The placenta is a baby’s lifeline during pregnancy. But, as the organ transmits oxygen and nutrients from the mother, there’s also the chance of it acting as a bridge for pathogens to cross over and infect the infant. For ethical reasons, it’s not possible to study transplacental infection as it occurs within the organ, but researchers have created microfluidic devices that mimic the microenvironment within it so the pathogenesis of certain diseases may be observed.

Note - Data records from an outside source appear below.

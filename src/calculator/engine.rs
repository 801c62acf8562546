//! # Evaluation engine
//!
//! Pure functions from expression text (plus explicit variable bindings) to numbers:
//! graphs `y = f(x)` on a line, surfaces `z = f(x, y)` on a square grid, single values
//! and implicit equations solved for one variable. The engine holds nothing but its
//! [`CalcConfig`]; every call parses the text again and regenerates its domain.
//!
//! Symbols that are neither an axis nor explicitly bound are given
//! `config.default_value` (1.0 unless configured otherwise).
use crate::calculator::config::CalcConfig;
use crate::calculator::errors::CalcError;
use crate::calculator::grid::{linspace, sanitize_line, sanitize_surface, value_limits};
use crate::calculator::variables::Bindings;
use crate::symbolic::preprocess::{normalize, substitute_bindings_textually, to_power_syntax};
use crate::symbolic::symbolic_engine::Expr;
use log::{debug, info, warn};
use nalgebra::{DMatrix, DVector};
use strum_macros::Display;

/// Grid size of a surface evaluation.
#[derive(Debug, Clone, Copy, PartialEq, Eq, Display)]
pub enum Resolution {
    /// static render, 150x150 by default
    #[strum(to_string = "rendering")]
    Render,
    /// rotating view, 100x100 by default
    #[strum(to_string = "animation")]
    Animate,
}

/// Sampled graph of a one-variable expression. Non-finite samples are NaN.
#[derive(Debug, Clone)]
pub struct Graph2D {
    pub xs: DVector<f64>,
    pub ys: DVector<f64>,
    /// expression text that was actually evaluated
    pub expression: String,
    /// symbols that received the default value
    pub defaulted: Vec<String>,
}

/// Sampled surface `z[(i, j)] = f(xs[j], ys[i])`, sanitized and clamped.
#[derive(Debug, Clone)]
pub struct Surface {
    pub xs: DVector<f64>,
    pub ys: DVector<f64>,
    pub z: DMatrix<f64>,
    pub expression: String,
    pub defaulted: Vec<String>,
}

impl Surface {
    /// Vertical plot range: (min, max) of z, or (-5, 5) for flat or empty surfaces.
    pub fn z_limits(&self) -> (f64, f64) {
        value_limits(self.z.iter(), (-5.0, 5.0))
    }
}

#[derive(Debug, Clone, Default)]
pub struct MathEngine {
    pub config: CalcConfig,
}

impl MathEngine {
    pub fn new(config: CalcConfig) -> Self {
        MathEngine { config }
    }

    fn resolution_points(&self, resolution: Resolution) -> usize {
        match resolution {
            Resolution::Render => self.config.render_points,
            Resolution::Animate => self.config.animate_points,
        }
    }

    /// Samples an expression already in power syntax over the graph domain.
    ///
    /// Symbols other than `x` get the default value.
    pub fn evaluate_graph(&self, expression: &str) -> Result<Graph2D, CalcError> {
        let text = to_power_syntax(expression);
        let parsed = Expr::parse_expression(&text)?;
        let (bound, defaulted) = parsed.default_free_symbols(&["x"], self.config.default_value);
        if !defaulted.is_empty() {
            info!(
                "graph of '{}': {} set to {}",
                text,
                defaulted.join(", "),
                self.config.default_value
            );
        }
        let f = bound.lambdify1D("x")?;
        let xs = linspace(self.config.graph_start, self.config.graph_end, self.config.graph_points);
        let mut ys = xs.map(|x| f(x));
        sanitize_line(&mut ys);
        debug!(
            "graph of '{}': {} points, {} gaps",
            text,
            ys.len(),
            ys.iter().filter(|y| y.is_nan()).count()
        );
        Ok(Graph2D {
            xs,
            ys,
            expression: text,
            defaulted,
        })
    }

    /// Graph of `expression` with `bindings` substituted into the text first:
    /// `A*cos(x)` with `A = 2` is evaluated as `2.0*cos(x)`.
    pub fn evaluate_1d(&self, expression: &str, bindings: &Bindings) -> Result<Graph2D, CalcError> {
        let text = substitute_bindings_textually(&to_power_syntax(expression), bindings)?;
        self.evaluate_graph(&text)
    }

    /// Value of a calculator-style expression at one `x`.
    pub fn evaluate_scalar(&self, expression: &str, x: f64) -> Result<f64, CalcError> {
        let text = normalize(expression);
        let parsed = Expr::parse_expression(&text)
            .map_err(|e| CalcError::EvaluationError(format!("Parsing Error: {}", e)))?;
        let (bound, defaulted) = parsed.default_free_symbols(&["x"], self.config.default_value);
        if !defaulted.is_empty() {
            info!("'{}' at x = {}: {} set to {}", text, x, defaulted.join(", "), self.config.default_value);
        }
        let f = bound.lambdify1D("x")?;
        let value = f(x);
        if !value.is_finite() {
            return Err(CalcError::EvaluationError(format!(
                "'{}' is undefined at x = {} (got {})",
                text, x, value
            )));
        }
        Ok(value)
    }

    /// Surface of `expression` over the square surface domain.
    ///
    /// Bindings named `x` or `y` are ignored, the axes always vary. Symbols other than
    /// `x`, `y`, `z` get the default value; a `z` left in the expression is an error.
    pub fn evaluate_2d(
        &self,
        expression: &str,
        bindings: &Bindings,
        resolution: Resolution,
    ) -> Result<Surface, CalcError> {
        let text = to_power_syntax(expression);
        let parsed = Expr::parse_expression(&text)?;
        let explicit: Bindings = bindings
            .iter()
            .filter(|(name, _)| !matches!(name.as_str(), "x" | "y"))
            .map(|(name, value)| (name.clone(), *value))
            .collect();
        let substituted = parsed.set_variable_from_map(&explicit);
        let (bound, defaulted) =
            substituted.default_free_symbols(&["x", "y", "z"], self.config.default_value);
        if bound.contains_variable("z") {
            return Err(CalcError::EvaluationError(format!(
                "'{}' still depends on z; solve it for z first",
                text
            )));
        }
        let f = bound.lambdify(&["x", "y"])?;

        let n = self.resolution_points(resolution);
        let xs = linspace(self.config.surface_start, self.config.surface_end, n);
        let ys = xs.clone();
        let mut z = DMatrix::from_fn(n, n, |i, j| f(&[xs[j], ys[i]]));
        let non_finite = z.iter().filter(|v| !v.is_finite()).count();
        if non_finite > 0 {
            warn!("surface of '{}': {} non-finite values replaced by 0", text, non_finite);
        }
        sanitize_surface(&mut z, self.config.clamp);
        info!("surface of '{}' evaluated on a {}x{} grid for {}", text, n, n, resolution);
        Ok(Surface {
            xs,
            ys,
            z,
            expression: text,
            defaulted,
        })
    }

    /// Solves `lhs = rhs` for `target` and returns the first root as text.
    ///
    /// Text without `=` is returned unchanged. Both sides are normalized, so
    /// calculator-style input such as `2z = x^2` is accepted. When several roots exist,
    /// the first one in the solver's order is returned (for quadratics the smaller root).
    pub fn solve_implicit(&self, expression: &str, target: &str) -> Result<String, CalcError> {
        let Some((lhs_text, rhs_text)) = expression.split_once('=') else {
            return Ok(expression.to_string());
        };
        let lhs = Expr::parse_expression(&normalize(lhs_text))?;
        let rhs = Expr::parse_expression(&normalize(rhs_text))?;
        let roots = (lhs - rhs).solve_for(target);
        debug!("'{}' solved for {}: {} root(s)", expression, target, roots.len());
        match roots.first() {
            Some(root) => {
                if roots.len() > 1 {
                    info!("'{}' has {} roots for {}, using {}", expression, roots.len(), target, root);
                }
                Ok(root.to_string())
            }
            None => Err(CalcError::NoSolution(format!(
                "Could not solve the equation for {}. It might be too complex or not contain {}.",
                target, target
            ))),
        }
    }

    /// Numeric value of `expression` with every symbol bound explicitly.
    pub fn multi_variable_evaluate(&self, expression: &str, bindings: &Bindings) -> Result<f64, CalcError> {
        let text = to_power_syntax(expression);
        let parsed = Expr::parse_expression(&text)?;
        let substituted = parsed.set_variable_from_map(bindings);
        let unbound = substituted.all_arguments_are_variables();
        if !unbound.is_empty() {
            return Err(CalcError::EvaluationError(format!(
                "Cannot evaluate expression: unbound symbols {}",
                unbound.join(", ")
            )));
        }
        let value = substituted.eval_expression(&[], &[])?;
        if !value.is_finite() {
            return Err(CalcError::EvaluationError(format!(
                "Cannot evaluate expression: result is {}",
                value
            )));
        }
        Ok(value)
    }
}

Monica Karpinski speaks to Hagar Labouta, assistant professor at the University of Manitoba’s College of Pharmacy, and Kristina Haase, group leader at the European Molecular Biology Laboratory (EMBL) to find out how they used microfluidics to create these organ-on-a-chip devices.


The ideal way to study the placenta would be to work with pregnant women themselves. But because doing that isn’t necessarily safe or ethical, science has had to make do with the next best thing. Often, this means using an animal model. They’re the closest we can get to studying the biology of a living being without risking harm to people, but because animal and human physiology is different, the findings often don’t translate. Mouse placentas are not the same as ours, for example. Another alternative is explant culture, where cells are cultured from small pieces of excised tissue. But samples generally can’t be maintained for long, lasting two or three weeks at most.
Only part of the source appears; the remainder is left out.